Written by Clay Smith
For patients with out-of-hospital cardiac arrest (OHCA) and PE, 30-day survival was greater in those who received thrombolytic therapy than those who did not, but there was no significant improvement in neurologically intact survival.
Why does this matter?
PE is a rare cause of OHCA, around 2.5%. Determining when to use thrombolytic agents in arrest is challenging. Prior history of DVT/PE and non-shockable rhythm are known risks, though these two variables are not sensitive for PE as a cause of arrest. Bedside echo is very helpful in such cases and is recommended by the AHA and ERC. If we suspect PE caused arrest, does it make a difference in outcome to give a thrombolytic during CPR?

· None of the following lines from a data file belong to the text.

use crate::codec::{self, LogRecord};
use crate::common::time::{Clock, SystemClock, to_local_naive};
use crate::config::MonitorConfig;
use crate::cycle;
use crossbeam_channel::{Receiver, RecvTimeoutError, TryRecvError};
use std::fs::{File, OpenOptions};
use std::io::Write;
use std::path::Path;
use std::thread::{self, JoinHandle};
use std::time::Instant;
use thiserror::Error;
use tracing::info;

#[derive(Clone, Copy, Debug)]
pub enum ControlMessage {
    Stop,
}

#[derive(Debug, Error)]
pub enum MonitorError {
    #[error("log file {path}: {source}")]
    Log {
        path: String,
        source: std::io::Error,
    },
}

/// Handle to a monitor running on its own thread. Dropping the sender (or
/// sending `Stop`) ends the loop at the next cycle or sleep boundary.
pub struct MonitorHandle {
    pub sender: crossbeam_channel::Sender<ControlMessage>,
    pub join: Option<JoinHandle<Result<(), MonitorError>>>,
}

impl MonitorHandle {
    /// Signal the loop and wait for it to finish its in-flight cycle.
    pub fn stop(mut self) -> Result<(), MonitorError> {
        let _ = self.sender.send(ControlMessage::Stop);
        match self.join.take().map(JoinHandle::join) {
            Some(Ok(result)) => result,
            _ => Ok(()),
        }
    }
}

pub fn spawn_monitor(config: MonitorConfig) -> MonitorHandle {
    let (tx, rx) = crossbeam_channel::unbounded();
    let join = thread::spawn(move || run_loop(config, rx, &SystemClock));
    MonitorHandle {
        sender: tx,
        join: Some(join),
    }
}

/// Run the monitor on the calling thread until the process is killed.
/// Probe failures are absorbed into the cycle status; log I/O errors are
/// fatal and propagate.
pub fn run_monitor(config: MonitorConfig) -> Result<(), MonitorError> {
    // Keep one sender alive so the loop never sees a disconnect.
    let (_tx, rx) = crossbeam_channel::unbounded();
    run_loop(config, rx, &SystemClock)
}

fn run_loop(
    config: MonitorConfig,
    control_rx: Receiver<ControlMessage>,
    clock: &impl Clock,
) -> Result<(), MonitorError> {
    // Opened once in append mode and held for the life of the loop; the
    // single writer is what makes lockless whole-line appends safe.
    let mut log = open_log(&config.logfile)?;

    info!(
        "starting monitor: {} destinations, {:?} interval, logging to {}",
        config.probes.len(),
        config.interval,
        config.logfile.display()
    );

    loop {
        let started = Instant::now();

        let outcome = cycle::run_cycle(&config.probes, config.timeout);
        let record = LogRecord {
            timestamp: to_local_naive(clock.now()),
            latency: outcome.latency,
            status: outcome.status,
        };
        let line = codec::encode_line(&record);
        append_line(&mut log, &config, &line)?;

        if !config.quiet {
            info!("{}", line.trim_end());
        }

        let wait = config.interval.saturating_sub(started.elapsed());
        if wait.is_zero() {
            // Cycle overran the interval; go straight into the next one,
            // still honoring a pending stop.
            match control_rx.try_recv() {
                Ok(ControlMessage::Stop) | Err(TryRecvError::Disconnected) => break,
                Err(TryRecvError::Empty) => continue,
            }
        }
        match control_rx.recv_timeout(wait) {
            Ok(ControlMessage::Stop) | Err(RecvTimeoutError::Disconnected) => break,
            Err(RecvTimeoutError::Timeout) => {}
        }
    }

    info!("monitor stopped");
    Ok(())
}

fn open_log(path: &Path) -> Result<File, MonitorError> {
    OpenOptions::new()
        .create(true)
        .append(true)
        .open(path)
        .map_err(|source| MonitorError::Log {
            path: path.display().to_string(),
            source,
        })
}

fn append_line(log: &mut File, config: &MonitorConfig, line: &str) -> Result<(), MonitorError> {
    log.write_all(line.as_bytes())
        .and_then(|()| log.flush())
        .map_err(|source| MonitorError::Log {
            path: config.logfile.display().to_string(),
            source,
        })
}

More survive…but not intact
This was a retrospective review of 246 patients with OHCA confirmed to have PE. Of these, 58 received thrombolysis during CPR. Tenecteplase was the most commonly used agent. Overall, 30-day survival was better in those who received thrombolysis vs. those who did not: 16% vs 6%, p = 0.005, respectively; but no improvement in neurologically intact survival: 10% vs 5%; adjusted relative risk, 1.97; 95% CI, 0.70-5.56. Groups were very similar except the lytic patients had longer down time, higher epinephrine dosing, and fewer patients with initial rhythm of asystole. Death from hemorrhage was not greater in the lytic cohort. The study was undoubtedly limited by confounding, being non-randomized and having occasional missing data in the arrest registry. At this point, it is a judgment call whether to give lytics or not for OHCA and suspected PE.
Thrombolysis During Resuscitation for Out-of-Hospital Cardiac Arrest Caused by Pulmonary Embolism Increases 30-Day Survival: Findings From the French National Cardiac Arrest Registry. Chest. 2019 Dec;156(6):1167-1175. doi: 10.1016/j.chest.2019.07.015. Epub 2019 Aug 2.